= SAP NetWeaver Development Infrastructure =

The SAP NetWeaver Development Infrastructure ("NWDI") combines the characteristics and advantages of local development environments – as usually provided in a Java environment – with a server-based development landscape that centrally provides a consistent development environment to development teams and supports the software development through the entire lifecycle of a product.

The Developer Infrastructure mimics the functionality of ABAP Change and Transport System (CTS). The aim is to control deployment of components in the system landscape in a standardized manner. NWDI can be used to import Business Packages from SAP and enables development teams to modify standard applications.
SAP NWDI is also known as SAP JDI (Java Development Infrastructure). The latter term is considered to be obsolete.

==Components==
NWDI consists of
- Design Time Repository (DTR)
- Component Build Service (CBS)
- Change Management Service (CMS)

Sometimes people also count the following as part of NWDI
- System Landscape Directory (SLD), Directory service for SAP installations.
- SAP NetWeaver Developer Studio

The concept of the NWDI starts with a product and a software component (SC). The normal case is to have a one-to-one relationship between product and software component, one product is being developed and the relations between the components comprising the product are kept within a software component.

A software component comprises one or more development components (DC). A development component consists of a normal project created with the Netweaver Developer Studio, i.e. a [Web Dynpro] application. The software component can also have dependencies to other SCs.

All relations are defined in a SLD.

Since all DCs that makes a product is kept inside a software component, the relations between the DCs are intact and versions of the different DCs are always consistent in the SC.

To be able to develop a DC inside a SC, a track has to be set up in the NWDI to support that development.

== Design Time Repository (DTR) ==
The DTR resembles a filesystem and can be accessed via WebDAV. File and folder permissions can be configured for users or groups.
Each file is version controlled and it's possible to branch or merge files.
The main repository folder (ws) contains folders representing tracks in the NWDI. The files checked into the NWDI are files with no local dependencies. For example, the classpath file in a project refers to local jar files and are of no use for the Component Build Service when the project is built on the server.

== Component Build Service (CBS) ==
When a file is changed in the Netweaver Developer Studio, an activity is created together with a request.
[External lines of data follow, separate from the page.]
//! Grid layout of a potential.
//!
//! ```text
//!            col 0      col 1 ..                     col n
//! row 0      parent_1   states of parent_1 (slowest)
//! ..         ..
//! row k-1    parent_k   states of parent_k (fastest)
//! row k      x_{m-1}    values ...
//! ..
//! row k+m-1  x_0        values ...
//! ```
//!
//! One header row per parent, then one data row per conditioned state with
//! state 0 at the bottom. Every data column is one parent block of the
//! codec (`col = block + 1`). Exact potentials carry a single data row
//! labelled with the node's own name.

use potgrid_core::VariableSpace;

use crate::cell::Cell;
use crate::cell_id::{column_id, GridCoord};
use crate::codec::MixedRadixCodec;
use crate::error::{GridError, Result};
use crate::grid::Grid;

/// Shape and headers of the grid for one potential.
#[derive(Debug, Clone, PartialEq)]
pub struct Layout {
    pub rows: usize,
    pub cols: usize,
    pub first_editable_row: usize,
    pub last_editable_row: usize,
    /// Spreadsheet id of every grid column, label column included.
    pub column_ids: Vec<String>,
    pub is_exact: bool,
    space: VariableSpace,
    codec: MixedRadixCodec,
}

/// Compute the layout for `space`.
///
/// `is_exact` selects the single-row layout of exact potentials, which hold
/// one value per parent configuration.
pub fn build_layout(space: &VariableSpace, is_exact: bool) -> Result<Layout> {
    let codec = MixedRadixCodec::for_space(space)?;

    let first_editable_row = space.parents().len();
    let data_rows = if is_exact { 1 } else { codec.conditioned_states() };
    let rows = first_editable_row + data_rows;
    let cols = 1 + codec.blocks();

    Ok(Layout {
        rows,
        cols,
        first_editable_row,
        last_editable_row: rows - 1,
        column_ids: (0..cols).map(column_id).collect(),
        is_exact,
        space: space.clone(),
        codec,
    })
}

impl Layout {
    pub fn space(&self) -> &VariableSpace {
        &self.space
    }

    pub fn codec(&self) -> &MixedRadixCodec {
        &self.codec
    }

    /// Number of value columns (everything but the label column).
    pub fn data_columns(&self) -> usize {
        self.cols - 1
    }

    pub fn data_rows(&self) -> usize {
        self.last_editable_row - self.first_editable_row + 1
    }

    /// Length of the tensor this layout displays.
    pub fn tensor_len(&self) -> usize {
        if self.is_exact {
            self.codec.blocks()
        } else {
            self.codec.size()
        }
    }

    pub fn is_data_cell(&self, row: usize, col: usize) -> bool {
        (self.first_editable_row..=self.last_editable_row).contains(&row)
            && (1..self.cols).contains(&col)
    }

    /// Columns spanned by one state of the parent shown in `header_row`:
    /// the product of the state counts of every later parent.
    pub fn repetition(&self, header_row: usize) -> Result<usize> {
        let parents = &self.codec.radices()[1..];
        if header_row >= parents.len() {
            return Err(GridError::OutOfRange {
                what: "header row",
                index: header_row,
                bound: parents.len(),
            });
        }
        Ok(parents[header_row + 1..].iter().product())
    }

    /// State of the parent in `header_row` shown above data column `col`.
    pub fn header_state(&self, header_row: usize, col: usize) -> Result<usize> {
        self.check_data_column(col)?;
        let repetition = self.repetition(header_row)?;
        let states = self.codec.radices()[header_row + 1];
        Ok(((col - 1) / repetition) % states)
    }

    /// Conditioned-variable state displayed in data row `row`.
    ///
    /// Exact layouts have no conditioned dimension and report state 0.
    pub fn state_for_row(&self, row: usize) -> Result<usize> {
        self.check_data_row(row)?;
        if self.is_exact {
            return Ok(0);
        }
        Ok((self.last_editable_row - row) % self.codec.conditioned_states())
    }

    /// Data row of a conditioned-variable state (bottom-up).
    pub fn row_for_state(&self, state: usize) -> Result<usize> {
        let states = self.codec.conditioned_states();
        if state >= states {
            return Err(GridError::OutOfRange { what: "state", index: state, bound: states });
        }
        if self.is_exact {
            return Ok(self.first_editable_row);
        }
        Ok(self.last_editable_row - state)
    }

    /// Tensor position shown at data cell `(row, col)`.
    pub fn position_at(&self, row: usize, col: usize) -> Result<usize> {
        self.check_data_column(col)?;
        let x = self.state_for_row(row)?;
        let block = col - 1;
        if self.is_exact {
            return Ok(block);
        }
        let mut configuration = Vec::with_capacity(self.codec.radices().len());
        configuration.push(x);
        configuration.extend(self.codec.parent_states_of(block)?);
        self.codec.position_of(&configuration)
    }

    /// Data cell showing tensor `position`. Inverse of [`position_at`](Self::position_at).
    pub fn cell_of_position(&self, position: usize) -> Result<GridCoord> {
        let len = self.tensor_len();
        if position >= len {
            return Err(GridError::OutOfRange { what: "position", index: position, bound: len });
        }
        if self.is_exact {
            return Ok(GridCoord::new(self.first_editable_row, position + 1));
        }
        let states = self.codec.conditioned_states();
        let row = self.row_for_state(position % states)?;
        Ok(GridCoord::new(row, position / states + 1))
    }

    /// Data cell of a full state tuple given in variable-space order.
    pub fn cell_for_tuple(&self, tuple: &[usize]) -> Result<GridCoord> {
        let position = self.codec.position_of(tuple)?;
        let row = self.row_for_state(tuple[0])?;
        let col = position / self.codec.conditioned_states() + 1;
        Ok(GridCoord::new(row, col))
    }

    /// An empty grid with headers and labels filled in; data cells are `Empty`.
    pub fn blank_grid(&self) -> Grid<Cell> {
        let mut grid: Grid<Cell> = Grid::new(self.rows, self.cols);

        for (r, parent) in self.space.parents().iter().enumerate() {
            put(&mut grid, r, 0, Cell::label(parent.name()));
            let repetition: usize = self.codec.radices()[r + 2..].iter().product();
            for col in 1..self.cols {
                let state = ((col - 1) / repetition) % parent.state_count();
                let name = parent.state_name(state).unwrap_or_default();
                put(&mut grid, r, col, Cell::label(name));
            }
        }

        // build_layout rejected empty spaces, so a conditioned variable exists
        if let Some(conditioned) = self.space.conditioned() {
            if self.is_exact {
                put(&mut grid, self.first_editable_row, 0, Cell::label(conditioned.name()));
            } else {
                for (state, name) in conditioned.states().iter().enumerate() {
                    put(&mut grid, self.last_editable_row - state, 0, Cell::label(name.as_str()));
                }
            }
        }

        grid
    }

    fn check_data_column(&self, col: usize) -> Result<()> {
        if col == 0 || col >= self.cols {
            return Err(GridError::InvalidColumn { col, cols: self.cols });
        }
        Ok(())
    }

    fn check_data_row(&self, row: usize) -> Result<()> {
        if row < self.first_editable_row || row > self.last_editable_row {
            return Err(GridError::OutOfRange { what: "row", index: row, bound: self.rows });
        }
        Ok(())
    }
}

fn put(grid: &mut Grid<Cell>, row: usize, col: usize, cell: Cell) {
    if let Some(slot) = grid.get_mut(row, col) {
        *slot = cell;
    }
}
When the changes are done, the request is checked into the DTR, the activity is then activated, which triggers the CBS to build the DC on the NWDI. Usually an ear or war file is created. When the activity is released from the Netweaver Developer Studio, the ear or war file is deployed to a development system via the CMS.

When the CBS finds dependencies between DCs inside the Track, all dependent DCs are rebuilt automatically.

It is possible to use the CBS to rebuild a DC or even a full SC.

== Change Management Service (CMS) ==
Change Management Service is used to maintain tracks and keep track of what version is deployed on different servers in the landscape. CMS can also transfer code between tracks. This is often used when creating tracks supporting development of general components, development of main components and finally maintaining deployment of full solutions.

Transferring code between tracks in order to achieve merge and joins between deployed production versions.

The CMS consists of layers on each track.
- Check-In : where initial source is loaded to the track.
- Development : represents the deployment to a development system. Changes are deployed on a DC level.
- Consolidation : represents the deployment to a consolidation system.
- Assembly : Stage to accept a change. Combines all DCs to a full SC. Version number labels are possible to set here.
- Test : represents the deployment to a test system. Changes are deployed on a SC level.
- Confirm : Confirmation stage before moving the change to production.
- Production : represent the deployment to a production system.
- System State : Gives an overview of the different versions deployed on different systems.

Each layer have a history and the possibility to go back to an earlier state.